What you have to do: When a line below contains the string "MissingStorage", show that line.

Exercise data:
__________

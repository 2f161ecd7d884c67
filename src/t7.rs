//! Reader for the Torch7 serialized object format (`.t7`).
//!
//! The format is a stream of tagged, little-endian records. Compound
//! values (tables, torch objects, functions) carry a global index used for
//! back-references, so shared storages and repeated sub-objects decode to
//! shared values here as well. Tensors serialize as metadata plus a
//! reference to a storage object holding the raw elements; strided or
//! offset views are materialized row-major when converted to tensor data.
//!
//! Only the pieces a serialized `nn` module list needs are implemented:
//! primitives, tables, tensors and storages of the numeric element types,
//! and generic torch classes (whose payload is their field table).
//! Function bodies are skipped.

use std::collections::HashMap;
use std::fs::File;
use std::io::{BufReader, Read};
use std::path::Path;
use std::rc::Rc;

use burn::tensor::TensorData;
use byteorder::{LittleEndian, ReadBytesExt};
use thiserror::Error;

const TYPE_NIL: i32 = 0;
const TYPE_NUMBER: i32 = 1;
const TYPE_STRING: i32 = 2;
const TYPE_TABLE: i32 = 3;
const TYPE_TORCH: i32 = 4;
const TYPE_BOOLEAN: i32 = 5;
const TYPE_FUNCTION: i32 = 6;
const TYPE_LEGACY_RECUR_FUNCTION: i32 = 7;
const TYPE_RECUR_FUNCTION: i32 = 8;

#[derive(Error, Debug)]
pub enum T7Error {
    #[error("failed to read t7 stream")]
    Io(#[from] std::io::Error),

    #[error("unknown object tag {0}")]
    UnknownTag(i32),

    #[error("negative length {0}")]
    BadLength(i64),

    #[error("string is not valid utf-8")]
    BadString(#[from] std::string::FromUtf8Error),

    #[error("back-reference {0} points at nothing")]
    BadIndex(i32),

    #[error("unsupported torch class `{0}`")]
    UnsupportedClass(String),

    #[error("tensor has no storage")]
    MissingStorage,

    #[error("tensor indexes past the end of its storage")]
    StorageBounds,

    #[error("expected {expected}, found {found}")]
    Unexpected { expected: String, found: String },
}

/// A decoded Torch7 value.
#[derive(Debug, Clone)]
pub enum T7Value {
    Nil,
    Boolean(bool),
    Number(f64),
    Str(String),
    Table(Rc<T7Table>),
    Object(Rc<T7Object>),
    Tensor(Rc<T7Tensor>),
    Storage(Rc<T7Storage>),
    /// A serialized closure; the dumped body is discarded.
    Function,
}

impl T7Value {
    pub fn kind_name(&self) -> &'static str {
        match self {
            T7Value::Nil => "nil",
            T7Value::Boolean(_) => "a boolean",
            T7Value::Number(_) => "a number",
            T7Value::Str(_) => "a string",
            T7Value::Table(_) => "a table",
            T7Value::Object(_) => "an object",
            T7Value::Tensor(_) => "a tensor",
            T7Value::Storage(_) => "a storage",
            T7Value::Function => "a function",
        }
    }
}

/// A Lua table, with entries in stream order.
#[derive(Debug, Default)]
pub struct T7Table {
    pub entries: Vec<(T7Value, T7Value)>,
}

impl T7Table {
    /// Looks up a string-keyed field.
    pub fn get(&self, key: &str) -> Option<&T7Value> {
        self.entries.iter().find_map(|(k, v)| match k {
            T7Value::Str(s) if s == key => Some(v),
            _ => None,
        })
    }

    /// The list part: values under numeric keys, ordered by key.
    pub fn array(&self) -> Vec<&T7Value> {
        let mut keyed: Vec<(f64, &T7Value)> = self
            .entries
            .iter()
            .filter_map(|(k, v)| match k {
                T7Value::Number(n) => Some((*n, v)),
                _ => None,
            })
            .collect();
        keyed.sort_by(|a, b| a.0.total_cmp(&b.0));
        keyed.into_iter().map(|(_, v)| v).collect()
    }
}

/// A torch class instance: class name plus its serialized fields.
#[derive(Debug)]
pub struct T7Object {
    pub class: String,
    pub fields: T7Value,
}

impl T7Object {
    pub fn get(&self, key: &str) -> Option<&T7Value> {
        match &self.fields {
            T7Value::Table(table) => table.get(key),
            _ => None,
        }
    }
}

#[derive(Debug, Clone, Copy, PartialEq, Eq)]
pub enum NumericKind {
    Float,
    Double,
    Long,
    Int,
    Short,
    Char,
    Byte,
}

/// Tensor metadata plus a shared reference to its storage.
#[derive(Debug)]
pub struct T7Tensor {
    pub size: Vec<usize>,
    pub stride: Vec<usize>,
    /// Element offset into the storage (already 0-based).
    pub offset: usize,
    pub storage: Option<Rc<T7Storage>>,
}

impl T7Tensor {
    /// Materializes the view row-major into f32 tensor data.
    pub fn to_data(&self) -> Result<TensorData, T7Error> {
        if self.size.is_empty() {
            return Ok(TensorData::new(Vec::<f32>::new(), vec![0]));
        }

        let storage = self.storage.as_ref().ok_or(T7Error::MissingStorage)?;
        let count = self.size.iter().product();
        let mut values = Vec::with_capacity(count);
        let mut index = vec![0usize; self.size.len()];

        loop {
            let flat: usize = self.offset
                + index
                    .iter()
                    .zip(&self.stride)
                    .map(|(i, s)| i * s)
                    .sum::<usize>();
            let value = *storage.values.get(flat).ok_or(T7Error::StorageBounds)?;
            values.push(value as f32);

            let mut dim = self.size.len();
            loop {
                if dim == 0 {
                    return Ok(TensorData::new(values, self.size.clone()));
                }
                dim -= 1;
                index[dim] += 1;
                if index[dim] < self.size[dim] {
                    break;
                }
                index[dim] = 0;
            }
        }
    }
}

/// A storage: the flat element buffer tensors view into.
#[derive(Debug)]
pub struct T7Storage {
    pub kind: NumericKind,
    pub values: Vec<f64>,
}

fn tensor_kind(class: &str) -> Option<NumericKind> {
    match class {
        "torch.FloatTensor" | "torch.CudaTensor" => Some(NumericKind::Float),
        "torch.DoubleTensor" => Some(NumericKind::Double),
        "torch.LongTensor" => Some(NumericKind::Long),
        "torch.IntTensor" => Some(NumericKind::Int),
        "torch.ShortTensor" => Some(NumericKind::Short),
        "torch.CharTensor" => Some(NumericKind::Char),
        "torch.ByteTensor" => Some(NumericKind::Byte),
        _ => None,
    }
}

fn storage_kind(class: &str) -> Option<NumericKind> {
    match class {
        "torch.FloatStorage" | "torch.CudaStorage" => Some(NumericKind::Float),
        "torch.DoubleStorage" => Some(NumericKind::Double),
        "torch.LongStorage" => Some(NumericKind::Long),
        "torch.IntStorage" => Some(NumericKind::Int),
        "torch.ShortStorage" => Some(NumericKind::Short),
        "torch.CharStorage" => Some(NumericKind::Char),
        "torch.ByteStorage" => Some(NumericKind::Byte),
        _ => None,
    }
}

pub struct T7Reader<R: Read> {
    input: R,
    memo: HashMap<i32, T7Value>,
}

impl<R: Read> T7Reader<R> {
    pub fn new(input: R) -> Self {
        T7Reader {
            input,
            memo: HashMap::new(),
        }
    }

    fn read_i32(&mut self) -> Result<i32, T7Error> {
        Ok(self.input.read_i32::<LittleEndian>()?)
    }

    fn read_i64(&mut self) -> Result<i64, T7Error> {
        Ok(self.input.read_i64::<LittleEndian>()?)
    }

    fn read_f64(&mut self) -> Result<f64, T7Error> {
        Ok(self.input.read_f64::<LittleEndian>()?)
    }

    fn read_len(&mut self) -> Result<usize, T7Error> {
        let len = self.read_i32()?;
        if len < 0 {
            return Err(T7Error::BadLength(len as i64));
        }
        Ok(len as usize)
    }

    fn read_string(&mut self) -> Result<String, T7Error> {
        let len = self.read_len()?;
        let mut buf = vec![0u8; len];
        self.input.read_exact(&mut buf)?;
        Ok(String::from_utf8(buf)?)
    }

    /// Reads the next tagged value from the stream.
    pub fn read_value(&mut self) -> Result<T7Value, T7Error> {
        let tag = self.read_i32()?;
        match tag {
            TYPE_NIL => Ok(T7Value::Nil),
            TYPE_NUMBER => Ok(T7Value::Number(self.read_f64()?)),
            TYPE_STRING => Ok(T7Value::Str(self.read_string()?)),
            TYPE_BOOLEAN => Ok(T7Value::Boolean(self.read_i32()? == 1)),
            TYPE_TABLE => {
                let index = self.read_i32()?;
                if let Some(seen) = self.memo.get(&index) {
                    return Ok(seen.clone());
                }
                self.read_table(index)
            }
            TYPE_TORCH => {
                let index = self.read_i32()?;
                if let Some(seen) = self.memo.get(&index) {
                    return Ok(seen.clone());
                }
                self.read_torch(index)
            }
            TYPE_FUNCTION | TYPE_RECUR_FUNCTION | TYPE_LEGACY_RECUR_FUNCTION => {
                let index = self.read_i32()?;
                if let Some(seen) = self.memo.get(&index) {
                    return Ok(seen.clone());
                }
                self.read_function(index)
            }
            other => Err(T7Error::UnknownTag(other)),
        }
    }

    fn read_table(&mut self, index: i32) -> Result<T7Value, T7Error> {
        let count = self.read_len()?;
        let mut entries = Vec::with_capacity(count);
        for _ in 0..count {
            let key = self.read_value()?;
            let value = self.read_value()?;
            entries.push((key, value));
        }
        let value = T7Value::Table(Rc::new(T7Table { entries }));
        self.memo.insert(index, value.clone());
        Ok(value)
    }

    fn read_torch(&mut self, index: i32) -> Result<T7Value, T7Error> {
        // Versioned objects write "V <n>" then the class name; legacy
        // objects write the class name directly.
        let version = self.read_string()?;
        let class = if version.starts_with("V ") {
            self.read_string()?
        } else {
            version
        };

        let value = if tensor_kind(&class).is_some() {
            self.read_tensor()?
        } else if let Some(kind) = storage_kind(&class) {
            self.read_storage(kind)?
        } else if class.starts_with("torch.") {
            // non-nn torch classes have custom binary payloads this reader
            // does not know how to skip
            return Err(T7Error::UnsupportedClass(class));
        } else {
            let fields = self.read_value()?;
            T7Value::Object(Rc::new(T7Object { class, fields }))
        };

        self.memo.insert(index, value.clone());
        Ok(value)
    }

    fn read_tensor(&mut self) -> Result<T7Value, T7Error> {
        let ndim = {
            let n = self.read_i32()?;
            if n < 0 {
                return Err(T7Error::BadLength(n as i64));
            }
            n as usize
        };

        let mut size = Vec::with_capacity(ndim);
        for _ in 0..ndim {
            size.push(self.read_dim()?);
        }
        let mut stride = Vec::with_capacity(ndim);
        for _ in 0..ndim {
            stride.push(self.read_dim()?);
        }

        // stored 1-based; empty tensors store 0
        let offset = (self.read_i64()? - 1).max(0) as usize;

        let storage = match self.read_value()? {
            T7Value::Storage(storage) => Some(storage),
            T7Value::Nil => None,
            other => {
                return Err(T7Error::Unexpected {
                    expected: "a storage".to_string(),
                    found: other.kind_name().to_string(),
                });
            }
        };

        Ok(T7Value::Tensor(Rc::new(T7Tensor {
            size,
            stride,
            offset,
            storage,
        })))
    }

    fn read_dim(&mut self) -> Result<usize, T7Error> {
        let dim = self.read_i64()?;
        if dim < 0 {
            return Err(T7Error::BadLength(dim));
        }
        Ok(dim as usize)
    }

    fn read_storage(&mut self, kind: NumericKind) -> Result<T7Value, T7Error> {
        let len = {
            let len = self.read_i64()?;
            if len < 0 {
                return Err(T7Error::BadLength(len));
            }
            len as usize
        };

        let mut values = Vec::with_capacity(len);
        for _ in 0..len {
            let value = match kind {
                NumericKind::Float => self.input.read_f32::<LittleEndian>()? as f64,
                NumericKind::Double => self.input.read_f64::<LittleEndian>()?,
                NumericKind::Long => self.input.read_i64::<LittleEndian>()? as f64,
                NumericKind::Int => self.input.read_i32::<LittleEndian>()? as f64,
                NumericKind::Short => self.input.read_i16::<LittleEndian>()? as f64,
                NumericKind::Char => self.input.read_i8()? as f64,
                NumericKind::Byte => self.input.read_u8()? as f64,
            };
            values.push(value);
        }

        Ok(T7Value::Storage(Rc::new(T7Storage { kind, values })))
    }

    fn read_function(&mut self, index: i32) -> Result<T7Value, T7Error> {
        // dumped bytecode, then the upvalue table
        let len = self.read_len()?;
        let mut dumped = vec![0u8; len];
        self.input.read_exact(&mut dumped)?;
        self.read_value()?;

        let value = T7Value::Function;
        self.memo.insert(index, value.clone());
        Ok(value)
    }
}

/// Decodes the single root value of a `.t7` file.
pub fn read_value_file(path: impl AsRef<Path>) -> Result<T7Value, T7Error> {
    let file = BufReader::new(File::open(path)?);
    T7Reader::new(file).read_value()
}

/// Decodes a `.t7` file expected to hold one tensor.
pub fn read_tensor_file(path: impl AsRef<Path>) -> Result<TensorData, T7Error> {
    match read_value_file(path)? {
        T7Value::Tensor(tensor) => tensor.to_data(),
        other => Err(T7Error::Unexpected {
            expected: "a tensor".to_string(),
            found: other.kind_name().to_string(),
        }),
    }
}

__________

Reply to the task:
    MissingStorage,
        let storage = self.storage.as_ref().ok_or(T7Error::MissingStorage)?;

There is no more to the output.